Over the next few days details emerged: we offered to pay more rent (sometimes landlords in Taiwan, rather than raising your rent, will ask you to move out on false pretenses so they can charge more to another renter - I don't get the logic of this at all, as much as I try to be culturally openminded) but that had not been her intention. Her sister visited us and explained things - nearly in tears herself. She was losing her own home, which she'd owned and lived in for decades, through what I feel was no fault of her own. I won't tell her story here - those details belong to her narrative and aren't for me to blast all over the Internet - but the reason for her sudden need to live in what I thought of as our apartment (it wasn't ours, but I thought of it that way) became clear. She said not to worry about the painted walls - she wouldn't make us return them to their original white, and reiterated that we could have all the time we needed - six months, ten, whatever, more than the original two or three - to find a place we were really happy with. We offered to find her a place and pay the rent deducted from our own as the sister would lose that income stream anyway, but she didn't want to deal with a landlord (something she had never done before in her life). What could we say? Her anxiety about landlords was odd - at least she could speak to them in her native language, I had to do so in a language I'd learned with little formal instruction! - but it was her right. This was a very generous offer and quite fair.

I'm only now starting to feel better - just realizing that what I was going through was a breakup, a hellacious "this is nobody's fault, I still love you but we have to end it" dumping, helped me get a grip on things.

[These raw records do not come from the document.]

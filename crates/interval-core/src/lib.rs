//! Core types and traits for the interval seek bar.
//!
//! This crate provides the host integration surface a widget plugs into:
//! - Geometric primitives: [`Point`], [`Size`], [`Rect`]
//! - Color representation: [`Color`]
//! - Layout constraints: [`Constraints`], [`MeasureSpec`]
//! - Input: [`Event`]
//! - Rendering: [`Canvas`], [`DrawCommand`], [`RecordingCanvas`]

mod canvas;
mod color;
mod constraints;
pub mod draw;
mod event;
mod geometry;
pub mod widget;

pub use canvas::RecordingCanvas;
pub use color::{Color, ColorParseError};
pub use constraints::{Constraints, MeasureMode, MeasureSpec};
pub use draw::{DrawCommand, GradientStop, LineCap, RadialGradient, StrokeStyle, TileMode};
pub use event::{Event, MouseButton, TouchId};
pub use geometry::{Point, Rect, Size};
pub use widget::{AccessibleRole, Canvas, LayoutResult, TypeId, Widget};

It led me to these ideas, which lifted me out of the gutter more effectively than the advice I'd been given.

1.) It's okay to feel this way. It seems silly, but breakup heartache seems unjustified to those not going through it, too. You have a right to feel this way. Just feel it for awhile. Like with a breakup, it'll help.

2.) Everybody bounces back from breakups. It takes time, but you do eventually feel better, even if in the beginning all you can do is remind yourself that at some unknown point in the future you will be okay. You will bounce back from this. Just let it happen.

3.) It's okay to not want to "find your gratitude" or be optimistic when you don't really feel that way. You can have a different mindset: looking for diamonds in the turd sandwich may help some, but it's also perfectly acceptable to be a pessimist and call a turd sandwich a turd sandwich because it is one. You do not need to announce that it is actually a very stinky diamond mine. If it helps you more to say "My, this appears to be a big pile of bullshit" when a big pile of bullshit lands on your head, then go with it. Worked for me!

4.) Just remember - the sister who is moving in has lost basically everything. You have not. It's the more personal version of "remember that so many people have it a lot worse than you do", and fulfills a similar purpose. You don't have to automatically feel better upon considering the issues facing others (it really is OK to feel your honest feelings about your own situation while at the same time being aware of how your situation compares to that of others), but it can put your own issues into perspective.

5.) Don't regret making your rented space your "home". It's probably "easier" to not home-ify your rental, so if you ever have to leave you can do so without too much heartache, but you live here and now, and not at some probably-undefinable point in the future when you own your own place and can home-ify it as much as you want. Don't spend these years living in a house that's not a home. 'Tis better to have loved and lost...yadda yadda yadda.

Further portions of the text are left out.